■ **WORK TO COMPLETE**: Scan the records below. Copy every line in which the word "Some" appears.
SUPPLIED ENTRIES Start Marker
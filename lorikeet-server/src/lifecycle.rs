//! Model lifecycle: one-shot load and readiness state.

use lorikeet_asr::TdtRecognizer;
#[allow(unused_imports)]
use ort::execution_providers::*;
use ort::session::Session;
use ort::session::builder::SessionBuilder;
use parking_lot::{Mutex, RwLock};
use std::fmt;
use std::path::Path;
use std::time::Instant;

/// Readiness of the process-wide model.
///
/// Transitions at most once, from `Loading` to `Ready` or `Error`.
#[derive(Clone, Debug, PartialEq, Eq)]
pub enum ModelState {
    Loading,
    Ready,
    Error(String),
}

impl fmt::Display for ModelState {
    fn fmt(&self, f: &mut fmt::Formatter<'_>) -> fmt::Result {
        match self {
            ModelState::Loading => f.write_str("loading"),
            ModelState::Ready => f.write_str("ready"),
            ModelState::Error(reason) => write!(f, "error: {reason}"),
        }
    }
}

/// Owner of the single model instance and its readiness state.
///
/// Constructed once at startup and handed to request handlers by `Arc`.
/// The model sits behind a `Mutex` because inference needs `&mut`; that
/// mutex is the serialization point for concurrent transcription calls.
pub struct Lifecycle<R> {
    state: RwLock<ModelState>,
    model: Mutex<Option<R>>,
}

impl<R> Lifecycle<R> {
    pub fn new() -> Self {
        Self {
            state: RwLock::new(ModelState::Loading),
            model: Mutex::new(None),
        }
    }

    /// Snapshot of the current state.
    pub fn state(&self) -> ModelState {
        self.state.read().clone()
    }

    /// Install the loaded model. No-op unless currently loading.
    pub fn ready(&self, model: R) {
        let mut state = self.state.write();
        if matches!(*state, ModelState::Loading) {
            *self.model.lock() = Some(model);
            *state = ModelState::Ready;
        }
    }

    /// Record a load failure. No-op unless currently loading.
    pub fn fail(&self, reason: impl Into<String>) {
        let mut state = self.state.write();
        if matches!(*state, ModelState::Loading) {
            let reason = reason.into();
            tracing::error!(reason = %reason, "model load failed");
            *state = ModelState::Error(reason);
        }
    }

    /// Run `op` against the model, serialized with other callers.
    ///
    /// Returns `None` when no model is installed.
    pub fn run<T>(&self, op: impl FnOnce(&mut R) -> T) -> Option<T> {
        self.model.lock().as_mut().map(op)
    }
}

impl<R> Default for Lifecycle<R> {
    fn default() -> Self {
        Self::new()
    }
}

/// ONNX session builder with execution providers from Cargo features.
///
/// The first available provider wins; CPU is the implicit fallback.
fn session_builder() -> Result<SessionBuilder, ort::Error> {
    Session::builder()?.with_execution_providers([
        #[cfg(feature = "cuda")]
        CUDAExecutionProvider::default().build(),
        #[cfg(feature = "tensorrt")]
        TensorRTExecutionProvider::default().build(),
        #[cfg(feature = "openvino")]
        OpenVINOExecutionProvider::default().build(),
        #[cfg(feature = "directml")]
        DirectMLExecutionProvider::default().build(),
        #[cfg(feature = "coreml")]
        CoreMLExecutionProvider::default().build(),
    ])
}

/// Load the model from `dir`, recording the outcome in the lifecycle.
///
/// A missing directory and a failed construction both end in the `Error`
/// state; neither is fatal to the process. Runs exactly once per process,
/// on a blocking task.
pub fn load_from_dir(lifecycle: &Lifecycle<TdtRecognizer>, dir: &Path) {
    let resolved = std::path::absolute(dir).unwrap_or_else(|_| dir.to_path_buf());

    if !resolved.exists() {
        lifecycle.fail(format!("model not found at {}", resolved.display()));
        return;
    }

    let builder = match session_builder() {
        Ok(builder) => builder,
        Err(e) => {
            lifecycle.fail(e.to_string());
            return;
        }
    };

    tracing::info!(dir = %resolved.display(), "loading model");
    let start = Instant::now();

    match TdtRecognizer::from_dir(&resolved, Some(builder)) {
        Ok(model) => {
            tracing::info!(duration = ?start.elapsed(), "model ready");
            lifecycle.ready(model);
        }
        Err(e) => lifecycle.fail(e.to_string()),
    }
}
//! Model artifact location and required files.

use crate::error::{ArtifactError, Result};
use std::path::{Path, PathBuf};

/// Hugging Face repository the downloader fetches from.
pub const MODEL_REPO: &str = "istupakov/parakeet-tdt-0.6b-v3-onnx";

/// Files a complete model snapshot consists of.
pub const MODEL_FILES: &[&str] = &[
    "encoder-model.onnx",
    "encoder-model.onnx.data",
    "decoder_joint-model.onnx",
    "vocab.txt",
];

/// Default model directory, relative to the process working directory.
pub const DEFAULT_MODEL_DIR: &str = "transcription-model";

/// A local directory holding a model snapshot.
#[derive(Clone, Debug)]
pub struct ModelDir {
    root: PathBuf,
}

impl ModelDir {
    pub fn new(root: impl Into<PathBuf>) -> Self {
        Self { root: root.into() }
    }

    pub fn root(&self) -> &Path {
        &self.root
    }

    /// Resolve a file name within the directory.
    pub fn resolve(&self, name: &str) -> Result<PathBuf> {
        let path = self.root.join(name);
        if path.is_file() {
            Ok(path)
        } else {
            Err(ArtifactError::MissingFile {
                name: name.to_string(),
                dir: self.root.display().to_string(),
            }
            .into())
        }
    }

    /// Resolve the first candidate file name that exists.
    pub fn resolve_any(&self, candidates: &[&str]) -> Result<PathBuf> {
        candidates
            .iter()
            .find_map(|name| self.resolve(name).ok())
            .ok_or_else(|| {
                ArtifactError::NoCandidate {
                    dir: self.root.display().to_string(),
                }
                .into()
            })
    }
}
SUPPLIED ENTRIES End Marker
■ **EXERCISE SOLUTION**:
            *self.model.lock() = Some(model);
    match TdtRecognizer::from_dir(&resolved, Some(builder)) {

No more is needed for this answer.